Category Archives: Malbis Memorial Church

Christmas Time Is Here

photo (2016) by Carmen K. Sisson

Twenty years ago, my Christmas card was not intended to be the start of an annual tradition. I saw a white country church on a hill in Bibb County one December and commented that it would be a nice Christmas card image. A year later, I stopped to photograph that church and, a year later, I had Christmas cards made featuring one of those images.

The authenticity of the image pleased me and the response was positive and I decided to do it again if I found the proper image. Now it has become not just a personal tradition but a ritual, the planning for which commences each December. As soon as my cards are at the post office on December 1, I begin – like a Mardi Gras krewe planning a float down on the coast – to think about next year’s Christmas card.

It usually has to feature an old Alabama church – preferably white and wood-framed. These are the preferences of my recipients, actually. I have on occasion featured something other than a house of worship – a boathouse on Mobile Bay, a sprawling live oak – and I have heard what amount to complaints for not sending out another church. As printing costs and postage rates have increased, so has my Christmas card list. Friends around the country and across the world promptly notify of changes of address so that “we don’t miss out on this year’s Christmas card.”

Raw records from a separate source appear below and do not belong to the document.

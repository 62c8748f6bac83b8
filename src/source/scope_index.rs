use std::collections::HashMap;

use serde::Deserialize;

use crate::foundation::error::{ThemeResult, ThemeverterError};

/// `scope` of a token-color rule: one selector string or a list of them.
///
/// A single string may itself hold a comma-separated list.
#[derive(Debug, Clone, PartialEq, Eq, Deserialize)]
#[serde(untagged)]
pub(crate) enum ScopeSelector {
    One(String),
    Many(Vec<String>),
}

impl ScopeSelector {
    /// Individual scope strings, trimmed, in source order.
    pub(crate) fn scopes(&self) -> Vec<&str> {
        let parts: Vec<&str> = match self {
            Self::One(s) => s.split(',').collect(),
            Self::Many(v) => v.iter().flat_map(|s| s.split(',')).collect(),
        };
        parts
            .into_iter()
            .map(str::trim)
            .filter(|s| !s.is_empty())
            .collect()
    }

    /// All scopes joined the way the rule groups them (`"a, b"`).
    pub(crate) fn joined(&self) -> String {
        self.scopes().join(", ")
    }
}

#[derive(Debug, Clone, Default, PartialEq, Eq, Deserialize)]
pub(crate) struct TokenSettings {
    #[serde(default)]
    pub(crate) foreground: Option<String>,
    #[serde(default)]
    pub(crate) background: Option<String>,
}

#[derive(Debug, Clone, PartialEq, Eq, Deserialize)]
pub(crate) struct TokenColorRule {
    #[serde(default)]
    pub(crate) scope: Option<ScopeSelector>,
    #[serde(default)]
    pub(crate) settings: TokenSettings,
}

/// Lookup from scope string to the token-color rule that styles it.
///
/// Built once per parse. Every rule is reachable under each of its individual scopes and under
/// its joined scope key. When two rules claim the same key the later rule wins.
#[derive(Debug, Clone, Default)]
pub(crate) struct ScopeIndex {
    rules: Vec<TokenColorRule>,
    by_scope: HashMap<String, usize>,
    global: Option<usize>,
}

impl ScopeIndex {
    pub(crate) fn build(rules: Vec<TokenColorRule>) -> Self {
        let mut by_scope = HashMap::new();
        let mut global = None;
        for (idx, rule) in rules.iter().enumerate() {
            let Some(selector) = &rule.scope else {
                // tmTheme-style global settings carry no scope; keep the first one.
                global.get_or_insert(idx);
                continue;
            };
            let scopes = selector.scopes();
            if scopes.len() > 1 {
                by_scope.insert(selector.joined(), idx);
            }
            for scope in scopes {
                by_scope.insert(scope.to_owned(), idx);
            }
        }
        Self {
            rules,
            by_scope,
            global,
        }
    }

    pub(crate) fn get(&self, scope: &str) -> Option<&TokenColorRule> {
        self.by_scope.get(scope).map(|&idx| &self.rules[idx])
    }

    pub(crate) fn lookup(&self, scope: &str) -> ThemeResult<&TokenColorRule> {
        self.get(scope)
            .ok_or_else(|| ThemeverterError::missing_scope(scope))
    }

    /// Foreground of the rule for `scope`; a rule without a foreground counts as missing.
    pub(crate) fn foreground(&self, scope: &str) -> ThemeResult<&str> {
        self.lookup(scope)?
            .settings
            .foreground
            .as_deref()
            .ok_or_else(|| ThemeverterError::missing_scope(format!("{scope} (no foreground)")))
    }

    /// First rule without a scope, if any.
    pub(crate) fn global(&self) -> Option<&TokenColorRule> {
        self.global.map(|idx| &self.rules[idx])
    }

    pub(crate) fn len_keys(&self) -> usize {
        self.by_scope.len()
    }
}

#[cfg(test)]
#[path = "../../tests/unit/source/scope_index.rs"]
mod tests;
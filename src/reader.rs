//! Turns raw source files into [`SourceDocument`] trees.
//!
//! VS Code themes and canonical blueprints are JSON with comments and trailing commas, read with
//! `json5`. iTerm2 presets are property lists (XML or binary), read with `plist`.

use std::path::Path;

use anyhow::Context as _;

use crate::foundation::error::{ThemeResult, ThemeverterError};
use crate::source::{SourceDocument, SourceFormat};

/// Parse in-memory source bytes into a generic tree.
pub fn parse_bytes(bytes: &[u8], format: SourceFormat) -> ThemeResult<serde_json::Value> {
    match format {
        SourceFormat::VsCode | SourceFormat::Canonical => {
            let text = std::str::from_utf8(bytes)
                .map_err(|e| ThemeverterError::serde(format!("{format} source is not UTF-8: {e}")))?;
            // json5 rejects a leading byte-order mark.
            let text = text.strip_prefix('\u{feff}').unwrap_or(text);
            json5::from_str(text).map_err(|e| ThemeverterError::serde(format!("{format}: {e}")))
        }
        SourceFormat::ITerm2 => {
            let raw: plist::Value = plist::from_bytes(bytes)
                .map_err(|e| ThemeverterError::serde(format!("{format}: {e}")))?;
            serde_json::to_value(raw).map_err(|e| ThemeverterError::serde(format!("{format}: {e}")))
        }
    }
}

/// Read and parse the file at `path`, recording it as the document origin.
#[tracing::instrument]
pub fn read_document(path: &Path, format: SourceFormat) -> ThemeResult<SourceDocument> {
    let bytes = std::fs::read(path)
        .with_context(|| format!("read source file {}", path.display()))?;
    let tree = parse_bytes(&bytes, format)?;
    Ok(SourceDocument::new(tree).with_origin(path))
}

#[cfg(test)]
#[path = "../tests/unit/reader.rs"]
mod tests;
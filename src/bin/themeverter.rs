use std::io::{BufRead as _, IsTerminal as _, Write as _};
use std::path::{Path, PathBuf};

use anyhow::Context as _;
use clap::{Parser, Subcommand};
use themeverter::{
    BuiltinTemplates, ConvertThreading, Pipeline, SchemeTemplate, SourceFormat, TargetFormat,
    TemplateRenderer as _,
};

#[derive(Parser, Debug)]
#[command(name = "themeverter", version)]
struct Cli {
    #[command(subcommand)]
    cmd: Command,
}

#[derive(Subcommand, Debug)]
enum Command {
    /// Convert a color scheme into one or more application formats.
    Convert(ConvertArgs),
    /// List supported source and target formats.
    Formats,
}

#[derive(Parser, Debug)]
struct ConvertArgs {
    /// Input scheme file.
    #[arg(long = "in")]
    in_path: PathBuf,

    /// Source format; inferred from the file extension when omitted.
    #[arg(long)]
    from: Option<String>,

    /// Target format (repeatable).
    #[arg(long = "to", required = true)]
    to: Vec<String>,

    /// Directory for generated files.
    #[arg(long, default_value = ".")]
    out_dir: PathBuf,

    /// Scheme name to use when the source has none.
    #[arg(long)]
    name: Option<String>,

    /// Also write the canonical scheme as `<name>.canonical.json`.
    #[arg(long, default_value_t = false)]
    emit_canonical: bool,

    /// Format targets in parallel.
    #[arg(long, default_value_t = false)]
    parallel: bool,

    /// Override rayon worker threads (parallel mode only).
    #[arg(long)]
    threads: Option<usize>,

    /// Print rendered output instead of writing files.
    #[arg(long, default_value_t = false)]
    stdout: bool,
}

fn main() -> anyhow::Result<()> {
    init_tracing();
    let cli = Cli::parse();
    match cli.cmd {
        Command::Convert(args) => cmd_convert(args),
        Command::Formats => {
            cmd_formats();
            Ok(())
        }
    }
}

fn init_tracing() {
    let filter = tracing_subscriber::EnvFilter::try_from_default_env()
        .unwrap_or_else(|_| tracing_subscriber::EnvFilter::new("warn"));
    tracing_subscriber::fmt()
        .with_env_filter(filter)
        .with_writer(std::io::stderr)
        .with_target(false)
        .init();
}

fn cmd_formats() {
    println!("sources:");
    for f in SourceFormat::ALL {
        println!("  {}", f.id());
    }
    println!("targets:");
    for t in TargetFormat::ALL {
        println!("  {:<12} .{}", t.id(), t.extension());
    }
}

fn cmd_convert(args: ConvertArgs) -> anyhow::Result<()> {
    let from = match &args.from {
        Some(id) => id.parse::<SourceFormat>()?,
        None => SourceFormat::detect(&args.in_path).with_context(|| {
            format!(
                "cannot infer source format of '{}'; pass --from",
                args.in_path.display()
            )
        })?,
    };
    let targets = args
        .to
        .iter()
        .map(|id| id.parse::<TargetFormat>())
        .collect::<Result<Vec<_>, _>>()?;

    let doc = themeverter::read_document(&args.in_path, from)?;

    let mut pipeline = Pipeline::new(SchemeTemplate {
        name: args.name.clone(),
        ..SchemeTemplate::default()
    })
    .with_threading(ConvertThreading {
        parallel: args.parallel,
        threads: args.threads,
    });
    if args.name.is_none() && std::io::stdin().is_terminal() {
        pipeline = pipeline.with_name_resolver(prompt_for_name);
    }

    let (scheme, records) = pipeline.convert_many(&doc, from, &targets)?;
    let stem = file_stem(&scheme.name);

    if !args.stdout {
        std::fs::create_dir_all(&args.out_dir)
            .with_context(|| format!("create output dir '{}'", args.out_dir.display()))?;
    }

    if args.emit_canonical {
        let json = serde_json::to_string_pretty(&scheme).context("serialize canonical scheme")?;
        emit(&args, &args.out_dir.join(format!("{stem}.canonical.json")), &json)?;
    }

    for record in &records {
        let target = record.target();
        let text = BuiltinTemplates.render(target, record)?;
        let path = args.out_dir.join(format!("{stem}.{}", target.extension()));
        emit(&args, &path, &text)?;
    }
    Ok(())
}

fn emit(args: &ConvertArgs, path: &Path, text: &str) -> anyhow::Result<()> {
    if args.stdout {
        let mut out = std::io::stdout().lock();
        writeln!(out, "==> {} <==", path.display())?;
        out.write_all(text.as_bytes())?;
        if !text.ends_with('\n') {
            writeln!(out)?;
        }
        return Ok(());
    }
    std::fs::write(path, text).with_context(|| format!("write '{}'", path.display()))?;
    eprintln!("wrote {}", path.display());
    Ok(())
}

/// Ask on the terminal for a scheme name; an empty answer declines.
fn prompt_for_name(origin: Option<&Path>) -> Option<String> {
    match origin {
        Some(p) => eprint!("Scheme name for {}: ", p.display()),
        None => eprint!("Scheme name: "),
    }
    let _ = std::io::stderr().flush();
    let mut line = String::new();
    std::io::stdin().lock().read_line(&mut line).ok()?;
    let name = line.trim();
    (!name.is_empty()).then(|| name.to_owned())
}

/// Scheme name made safe for use as a file name.
fn file_stem(name: &str) -> String {
    name.trim()
        .chars()
        .map(|c| match c {
            '/' | '\\' | ':' | '*' | '?' | '"' | '<' | '>' | '|' => '-',
            c if c.is_control() => '-',
            c => c,
        })
        .collect()
}
//! sRGB color parsing and conversion: hex strings, 8-bit and unit-interval channels, and the
//! xterm 256-color palette.

pub(crate) mod ansi256;
pub(crate) mod codec;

For me, it has become a welcome distraction. I do not go overboard for Christmas – a wreath on the door, a bow on the mailbox – but I do find escape and peace in the personal meditation of signing and addressing a Christmas card. I have written about that kinship in the past. This year, unexpected passings have altered the names on my address list – they always do – but there always seem to be new names to add and the list grows rather than shrinks.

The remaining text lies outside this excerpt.